No country should have to tolerate violence, murder and terror.
As we all know, in recent months an alarming trend has started in Israel. The media calls it “lone terrorists” and the world simply ignores it. But we who live here have to call it as it is: violence, murder and terror that no country should have to tolerate.
These terrorists come from all over Israel, legally and illegally, and seek to carry out attacks against Jews in Israel. They claim that they are protesting against the attack on them, on the Temple Mount, and on discrimination, but past experience teaches us that no matter what is said or done, these terrorists won’t change their ways.
This brings us to two conclusions. The first is that we need to find a political or military solution; the when and how is up to the government and army. The second conclusion is that until that solution is found, we can’t just sit back and not defend our people and borders. We can respond by strengthening the borders of Israel, not only in words but also in deeds. By establishing communities, cities, institutions and factories, we reinforce our position on the ground saying, “This is our land, the land promised to us.”
David Ben-Gurion, in his 1956 article, “To the South,” saw the development of the Negev as a national mission from an economic and security perspective. “Without settlement of the Negev and the southern state we will not have economic independence and security,” he stated. Ben-Gurion also drew from the Bible in his promotion of Negev settlement. Settlement in southern Israel strengthens not only the border’s security but also the economy. For years, the Negev was seen as weak, in terms of its population, technology and development. With 70 percent of the territory of the State of Israel classified as desert, it is inconceivable that the area would remain undeveloped. Populating the south and making it blossom is a national mission, important for both the security and economy of Israel.
In recent years, there has been a new trend in the development of southern Israel in terms of settlement and economic development. More and more communities are cropping up in the Negev, and many companies are choosing to set up their businesses in Be’er Sheva, Sderot, Kiryat Gat, Mitzpe Ramon and others.
As part of this movement, a new community has been established in the sands of Halutza, in the western Negev, near the Gaza Strip border and close to the border of Egypt. Halutza covers an area that was mostly uninhabited until the Israeli government and the Jewish National Fund (JNF) stepped in to spearhead the building of three communities there. The newest community is Shlomit, which we started from scratch about four years ago. Shlomit, along with Bnei Netzarim and Naveh, is part of the “Gaza border community,” designed to strengthen the borders with Gaza and Egypt to prevent terrorist infiltration and drug smuggling.
Most of us came to the community of Shlomit from the center of Israel and a few from Gush Katif. If you ask us what made us leave our comfortable life and come to this “hole” called Shlomit, we wouldn’t know how to explain it exactly. But we do know that something was missing, and the faith and desire to do something brand new and in the spirit of pioneering made us leave everything behind. Friends and family are a two-hour drive away. We are far from shopping and employment.

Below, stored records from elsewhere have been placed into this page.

// Copyright Amazon.com, Inc. or its affiliates. All Rights Reserved.
// SPDX-License-Identifier: MIT-0

//! Issuance of temporary credentials for the configured role.

use std::sync::Arc;

use arc_swap::ArcSwap;
use aws_config::sts::AssumeRoleProvider;
use aws_config::{BehaviorVersion, Region, SdkConfig};
use aws_credential_types::Credentials;
use aws_credential_types::provider::ProvideCredentials;

use crate::bootstrap::EndpointOverrides;
use crate::constants::{ASSUME_ROLE_SESSION_NAME, STS_SERVICE};
use crate::errors::AppError;

#[async_trait::async_trait]
pub trait CredentialIssuer: Send + Sync {
    /// Issues a new temporary credential. The expiry is carried on the
    /// returned [`Credentials`].
    async fn issue(&self) -> Result<Credentials, AppError>;
}

/// Assumes a role through STS.
///
/// The first request is signed with the seed credentials. Every successful
/// issuance becomes the signing credential of the next request, so the chain
/// keeps going after the seed itself has expired.
pub struct StsIssuer {
    role_arn: String,
    config: SdkConfig,
    base: ArcSwap<Credentials>,
}

impl StsIssuer {
    #[tracing::instrument(skip(base, overrides))]
    pub async fn new(
        region: String,
        role_arn: String,
        base: Credentials,
        overrides: &EndpointOverrides,
    ) -> Self {
        tracing::info!("[imds] AWS region: {}", region);

        let mut loader = aws_config::defaults(BehaviorVersion::latest())
            .region(Region::new(region))
            .credentials_provider(base.clone());
        // an explicit override wins, otherwise the SDK resolves the endpoint
        if let Some(url) = overrides.resolve(STS_SERVICE) {
            tracing::info!("[imds] using {} endpoint override {}", STS_SERVICE, url);
            loader = loader.endpoint_url(url);
        }
        let config = loader.load().await;

        Self {
            role_arn,
            config,
            base: ArcSwap::from_pointee(base),
        }
    }
}

#[async_trait::async_trait]
impl CredentialIssuer for StsIssuer {
    #[tracing::instrument(skip(self), fields(role_arn = %self.role_arn))]
    async fn issue(&self) -> Result<Credentials, AppError> {
        let base = self.base.load_full();
        let provider = AssumeRoleProvider::builder(self.role_arn.clone())
            .session_name(ASSUME_ROLE_SESSION_NAME)
            .configure(&self.config)
            .build_from_provider(Credentials::clone(&base))
            .await;

        let credentials = provider.provide_credentials().await?;
        self.base.store(Arc::new(credentials.clone()));

        Ok(credentials)
    }
}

Sometimes, mortars are shot to harm and disrupt the routine of our lives, especially during operations like the Pillar of Defense and Protective Edge operations. Even during routine days, we receive alerts by the military on the terrorist organizations’ attempts to infiltrate Israel through tunnels or across border fences. Despite the fear, our community grows stronger. We know that the purpose of terrorism is to break our spirit — and that is not an option. So, during Pillar of Defense and Protective Edge we remained in our community, strengthened the neighboring towns by visiting them, and provided food and gifts to the soldiers serving in the area.
Shlomit started with just 15 families. Around us was mostly sand, no roads, no playground, let alone employment and medical centers. Today, we are already 50 families, and although we are still living in temporary structures, most of us are already planning our permanent homes. The community itself has been developed and, thanks to the assistance of JNF, we now have a large playground. As education is a top priority, our first permanent structures — again with the great assistance of JNF — will be preschool and kindergarten buildings. We are also building a synagogue and ritual bath.

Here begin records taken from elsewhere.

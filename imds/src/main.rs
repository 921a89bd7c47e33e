// Copyright Amazon.com, Inc. or its affiliates. All Rights Reserved.
// SPDX-License-Identifier: MIT-0

use std::sync::Arc;

use anyhow::Context;
use clap::Parser;
use nocloud_imds::application::{AppState, Application};
use nocloud_imds::bootstrap::{bootstrap, resolve_endpoint_overrides};
use nocloud_imds::configuration::ImdsOptions;
use nocloud_imds::credentials::LiveCredentialStore;
use nocloud_imds::errors::AppError;
use nocloud_imds::inspector::{HostInspector, SystemInspector, select_default_interface};
use nocloud_imds::issuer::{CredentialIssuer, StsIssuer};
use nocloud_imds::metadata::MetadataDocument;
use nocloud_imds::refresher;
use tokio::sync::watch;
use tracing_subscriber::EnvFilter;

#[tokio::main]
async fn main() -> anyhow::Result<()> {
    tracing_subscriber::fmt()
        .json()
        .with_env_filter(EnvFilter::new(
            std::env::var("RUST_LOG").unwrap_or_else(|_| "info".into()),
        ))
        // this needs to be set to remove duplicated information in the log.
        .with_current_span(false)
        // this needs to be set to false, otherwise ANSI color codes will
        // show up in a confusing manner in the serial console.
        .with_ansi(false)
        // the journal adds its own timestamp.
        .without_time()
        // remove the name of the function from every log entry
        .with_target(false)
        .init();

    // get configuration options from flags and environment variables
    let options = ImdsOptions::parse();

    tracing::info!("[imds] {:?}", &options);

    let document = Arc::new(MetadataDocument::load(&options.metadata_path)?);

    let iam = bootstrap(&document).context("could not fetch IAM credentials from metadata")?;
    let credentials = Arc::new(LiveCredentialStore::new());
    if let Some(initial) = iam.credentials.clone() {
        credentials.publish(initial);
    }

    let (shutdown_tx, shutdown_rx) = watch::channel(false);

    let seed = document.clone();
    let refresh = refresher::start(
        &iam,
        credentials.clone(),
        options.refresh_floor(),
        shutdown_rx,
        |role_arn, base| async move {
            let region = seed.standard()?.scalar("region", None)?;
            let overrides = resolve_endpoint_overrides(&seed)?;
            let issuer = StsIssuer::new(region, role_arn, base, &overrides).await;
            Ok::<_, AppError>(Arc::new(issuer) as Arc<dyn CredentialIssuer>)
        },
    )
    .await
    .context("could not start credential refresh")?;

    let inspector = Arc::new(SystemInspector);
    let interface = match options.net_iface.clone() {
        Some(interface) => Some(interface),
        None => match inspector.interfaces() {
            Ok(interfaces) => select_default_interface(&interfaces),
            Err(e) => {
                tracing::error!("[imds] unable to list network interfaces: {}", e);
                None
            }
        },
    };
    match &interface {
        Some(interface) => tracing::info!("[imds] using network interface {}", interface),
        None => tracing::warn!("[imds] no network interface available"),
    }

    let state = AppState {
        document,
        role: iam.role,
        credentials,
        inspector,
        interface,
    };

    let application = Application::build(&options, state).await?;
    application.run_until_stopped(shutdown_signal()).await?;

    let _ = shutdown_tx.send(true);
    if let Some(handle) = refresh {
        let _ = handle.await;
    }

    Ok(())
}

async fn shutdown_signal() {
    if let Err(e) = tokio::signal::ctrl_c().await {
        tracing::error!("[imds] unable to listen for shutdown signal: {}", e);
        std::future::pending::<()>().await;
    }
    tracing::info!("[imds] shutting down");
}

Our vision for Shlomit extends beyond the 1,500 residential units included in the building plan. We are slated to be the strategic center of the Halutza area, with educational institutions, a shopping center and a community center. The growth of Shlomit and the Halutza region has made a huge difference in the lives of the tiny communities scattered throughout the Negev, representing new opportunities in employment, education and recreation.
One of the strongest signs of our success is that in the small kibbutzim and moshavim in the area, absorption of new residents has increased significantly. With the presence of Shlomit and the other Halutza communities, young people are seeing the Negev as an alternative to the more established cities, and are returning to their childhood homes.
Hila Halevy is a resident and founding member of Shlomit, one of three communities (along with Bnei Netzarim and Naveh) in the Halutza region located in the northwest Negev on Israel’s borders with Egypt and Gaza. JNF has supported Halutza’s growth from the beginning, investing close to $10 million in clearing land for housing and farming, purchasing temporary prefabricated homes, laying basic infrastructure, paving roads and constructing educational and recreational facilities.